Fotos (2): Privatarchiv H. R.

Sich diese Eingangsfrage zu stellen, zeugt angesichts des komischen Gemischs aus Béchamel-Pampe auf Papptellern, Aluminiumleisten auf Mosaikkacheln und Espresso-Flecken auf Plastikstühlen von einem hohen Maß an Genügsamkeit – oder Erwartungsfreude.

15 Kommentare zu “#2.8 Glück?

  1. „Vom hinteren Raum führt ja die zart gewundene Treppe ins Nachtgefilde der Grotten und Katakomben, in denen die Fledermäuse des losgelösten Begehrens flügelflattern und die Opfersüchtigen den Vampiren der Lust ihre Hälse entgegenrecken.“ Schöner hat man eine Cruisingbar wohl selten beschrieben!

    1. Und doch spannend (und dann auch irgendwie gar nicht überraschend), dass der Imbiss schmuddeliger wegkommt, als das Crisco 🙂

    2. Das überrascht mich tatsächlich gar nicht. Was so alles in Großküchen passiert macht mir mehr weitaus mehr Angst als jeder Darkroom…

  2. Ihren Briefen und Rückblenden entnehme ich, dass sich die Qualität (bzw. die Auswahl) der italienischen Restaurants im Laufe der Jahre und Italienbesuche doch stark verbessert hat. Man wird ja auch anspruchsvoller…

    1. Aus meiner Sicht: Je älter man wird, desto mehr konzentriert man sich auf die Dinge, die wirklich wichtig sind. Für deprimierende Restaurantbesuche fehlt mit einfach die nötige Geduld.

    2. So herum würde ich‘s sogar eher formulieren. Mit dem Alter schwindet die Geduld. Das gilt für schlimme Restaurants genauso wie für dumme Menschen, langweilige Filme etc.

  3. Ich habe das Gefühl es gibt ganz klar zwei verschiedene Muster bei der Lebens- bzw. Sexpartnerwahl: entweder man will soviele unterschiedliche Menschen wie nur möglich „ausprobieren“ (Mann, Frau, dick, dünn, weiss, schwarz, wild, zart, jung, alt…) oder man sucht in jedem neuen Partner immer wieder denselben Typ.

  4. In Deutschland sind die Lokale besser geworden, in Italien teurer.
    Im Bekannten versucht man, immer noch etwas Neues zu entdecken und im Ungewohnen etwas zu finden, das es vertraut macht.

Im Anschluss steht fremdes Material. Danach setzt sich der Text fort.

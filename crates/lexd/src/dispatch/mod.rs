//! Request dispatch over a framed byte stream.
//!
//! The [`Dispatcher`] appends each chunk read from the input stream to its
//! receive buffer, then extracts and dispatches frames until the buffer holds
//! no complete frame. Each frame is decoded as a request, routed to the
//! registered handler, and answered with a framed response written straight
//! to the output stream:
//!
//! ```text
//! Content-Length: 28\r\n\r\n{"id":1,"method":"shutdown"}
//! Content-Length: 22\r\n\r\n{"id":1,"result":null}
//! ```
//!
//! Requests that cannot be answered (undecodable payloads, unknown methods,
//! failing handlers) are dropped silently. The reason is logged and reported
//! as a [`DispatchResult::Dropped`] value; the client sees no bytes.

mod dispatcher;
mod errors;
mod response;
#[cfg(test)]
mod tests;

pub use self::dispatcher::{DispatchResult, Dispatcher, SessionSummary};
pub use self::errors::{DispatchError, DropReason};
pub use self::response::ResponseWriter;

/// Tracing target for dispatch events.
pub(crate) const DISPATCH_TARGET: &str = concat!(env!("CARGO_PKG_NAME"), "::dispatch");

So verläuft ein ehrgeiziges Leben.

    1. Was mir in Italien Spaß macht, ist, dass es in jeder Region noch Spezialitäten gibt. So wirklich viel mehr als Schweinebraten mit Klößen hat Deutschland ja nicht zu bieten.

    2. Trotzdem sind die Speisekarten in ganz Italien leider einheitlicher geworden. In Kochbüchern liest man noch von Spezialitäten, die der Gastronomie längst zu aufwändig geworden sind. Schade!

    3. Das stimmt tatsächlich, und trotzdem genieße ich die Pizza napoletana am liebsten in Napoli, die Cannoli natürlich auf Sizilien und kaufe mein Balsamico wenn möglich in Modena.